Mitosis is a biological process through which a single cell divides to produce two genetically identical daughter cells. It ensures each new cell receives a complete set of genetic information. Mitosis is essential for the growth and development of multicellular organisms. It also repairs damaged tissues and replaces old cells.
Setting the Stage: Early Prophase
Mitosis begins with prophase, the first stage of nuclear division. Prior to prophase, during interphase, the cell has already duplicated its DNA, so each chromosome consists of two identical copies called sister chromatids, joined together at a region called the centromere. In early prophase, the diffuse genetic material, chromatin, undergoes a remarkable transformation, coiling and condensing into compact, visible chromosomes.
Concurrently, structures called centrosomes, which serve as microtubule-organizing centers, begin to move apart. As the centrosomes migrate towards opposite poles of the cell, they initiate the formation of the mitotic spindle, a network of protein fibers called microtubules. This early spindle apparatus starts to assemble between the separating centrosomes.
Transformations of Late Prophase
As the cell progresses from early to late prophase, sometimes referred to as prometaphase, several defining events unfold. A significant change is the breakdown of the nuclear envelope, the membrane that encloses the nucleus. This disassembly allows the spindle microtubules, which have been forming in the cytoplasm, to access the condensed chromosomes. The nuclear envelope breaks into small vesicles, which can resemble parts of the endoplasmic reticulum.

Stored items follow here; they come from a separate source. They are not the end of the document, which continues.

//! Local block template construction.
//!
//! Builds the next `PoolBlock` on top of the current tip: uncle candidates
//! are collected from verified side-branches, the difficulty comes from the
//! retarget of the tip's window, and the coinbase outputs are the PPLNS
//! reward split the verifier will recompute. A template built here passes
//! verification unchanged.

use sidepool_crypto::{derive_chained_seed, KeyDerivation};
use sidepool_rewards::{compact, split_reward};
use sidepool_types::{
    BlockId, ChainId, MerkleRoot, MinerAddress, SidechainParams, Timestamp, UNCLE_BLOCK_DEPTH,
};
use tracing::debug;

use crate::block::{CoinbaseOutput, MainchainData, PoolBlock, SideData};
use crate::shares::get_shares;
use crate::store::BlockStore;
use crate::verify::required_difficulty;

/// Caller-supplied inputs for a new template.
#[derive(Clone, Debug)]
pub struct TemplateInput {
    /// Address to credit for this block.
    pub miner: MinerAddress,
    /// Primary-chain height the template will be mined at.
    pub mainchain_height: u64,
    /// Primary-chain block the template builds on.
    pub mainchain_prev: ChainId,
    /// Template timestamp.
    pub timestamp: Timestamp,
    /// Total coinbase reward (base + fees), atomic units.
    pub reward: u64,
    /// Per-miner extra nonce.
    pub extra_nonce: u32,
}

/// Build the next block template on `tip` (the engine wraps this behind its
/// read lock). On an empty chain this returns the genesis block, whose
/// fields are fixed by consensus.
pub(crate) fn build_template(
    store: &BlockStore,
    tip: Option<BlockId>,
    params: &SidechainParams,
    derivation: &dyn KeyDerivation,
    input: &TemplateInput,
) -> PoolBlock {
    let parent = tip.and_then(|id| store.get(&id));
    let Some(parent) = parent else {
        return PoolBlock::genesis(params);
    };
    let tip_id = parent.cached_id;

    let height = parent.side.height + 1;
    let uncles = collect_uncles(store, parent, height);

    let difficulty = required_difficulty(store, parent, params);
    let mut cumulative = parent
        .side
        .cumulative_difficulty
        .saturating_add(difficulty);
    for uncle_id in &uncles {
        if let Some(uncle) = store.get(uncle_id) {
            cumulative = cumulative.saturating_add(uncle.side.difficulty);
        }
    }

    let tx_seed = derive_chained_seed(&parent.side.tx_seed, &input.mainchain_prev);

    let shares = compact(get_shares(store, tip_id, params).unwrap_or_default());
    let payouts = split_reward(input.reward, &shares).unwrap_or_default();
    let outputs: Vec<CoinbaseOutput> = shares
        .iter()
        .zip(&payouts)
        .enumerate()
        .map(|(index, (share, payout))| {
            let (ephemeral_pubkey, view_tag) =
                derivation.ephemeral_public_key(&share.miner, &tx_seed, index as u32);
            CoinbaseOutput {
                amount: *payout,
                ephemeral_pubkey,
                view_tag,
            }
        })
        .collect();

    debug!(height, uncles = uncles.len(), "template built");

    PoolBlock::new(
        MainchainData {
            height: input.mainchain_height,
            prev_id: input.mainchain_prev,
            timestamp: input.timestamp,
            reward: input.reward,
            outputs,
            extra_nonce: input.extra_nonce,
            nonce: 0,
        },
        SideData {
            miner: input.miner,
            parent: tip_id,
            uncles,
            height,
            difficulty,
            cumulative_difficulty: cumulative,
            tx_seed,
        },
        MerkleRoot::ZERO,
    )
}

/// Verified side-branch blocks eligible as uncles of a block at `height`
/// built on `parent`, in ascending id order.
fn collect_uncles(store: &BlockStore, parent: &PoolBlock, height: u64) -> Vec<BlockId> {
    // The parent line from height-1 downward; an uncle already credited by
    // a line block must not be mined again.
    let mut line: Vec<&PoolBlock> = Vec::new();
    let mut cursor = Some(parent);
    while let Some(block) = cursor {
        line.push(block);
        if line.len() as u64 > UNCLE_BLOCK_DEPTH + 1 || block.side.parent.is_zero() {
            break;
        }
        cursor = store.get(&block.side.parent);
    }
    let line_at = |h: u64| {
        line.iter()
            .find(|b| b.side.height == h)
            .map(|b| b.cached_id)
    };

    let floor = height.saturating_sub(UNCLE_BLOCK_DEPTH);
    let mut uncles = Vec::new();
    for h in floor..height {
        for candidate_id in store.blocks_at_height(h) {
            let Some(candidate) = store.get(candidate_id) else {
                continue;
            };
            if !candidate.verified || candidate.invalid {
                continue;
            }
            let already_mined = line.iter().any(|anc| {
                height - anc.side.height <= UNCLE_BLOCK_DEPTH
                    && (anc.cached_id == *candidate_id
                        || anc.side.uncles.contains(candidate_id))
            });
            if already_mined {
                continue;
            }
            // Same ancestry line as the parent.
            if candidate.side.height > 0 {
                match line_at(candidate.side.height - 1) {
                    Some(anc_id) if anc_id == candidate.side.parent => {}
                    _ => continue,
                }
            }
            uncles.push(*candidate_id);
        }
    }
    uncles.sort();
    uncles
}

With the nuclear barrier removed, the mitotic spindle continues to grow and its microtubules begin to interact with the chromosomes. Specialized protein structures called kinetochores develop on each sister chromatid, specifically at the centromere region. These kinetochores act as attachment points for the spindle microtubules. Each chromosome, with its two sister chromatids, develops two kinetochores, one on each chromatid, positioned to face opposite poles.
Microtubules emanating from the centrosomes actively seek out and “capture” these kinetochores. Once attached, these kinetochore microtubules begin to pull and push the chromosomes. This dynamic interaction, driven by motor proteins, facilitates the movement of chromosomes towards the cell’s equatorial plane. The chromosomes are maneuvered into position for the next stage of mitosis.
Why Late Prophase Matters
The events of late prophase are important for ensuring accurate distribution of genetic material to daughter cells. The breakdown of the nuclear envelope is a prerequisite, as it grants the mitotic spindle direct access to the chromosomes. Without this step, the spindle microtubules would be unable to engage with the chromosomes.
The formation of kinetochores and their attachment to spindle microtubules are important. These attachments are important for aligning chromosomes correctly at the cell’s center during metaphase and for their separation in anaphase. Each sister chromatid must attach to microtubules originating from opposite poles to ensure that one copy of each chromosome goes to each new daughter cell.
Errors during late prophase, such as incorrect kinetochore-microtubule attachments or failure of the nuclear envelope to break down properly, can lead to missegregation of chromosomes. Such errors can result in daughter cells with an abnormal number of chromosomes (aneuploidy), which can contribute to developmental problems or diseases like cancer. The transformations in late prophase prepare the cell for chromosome segregation in subsequent stages of mitosis.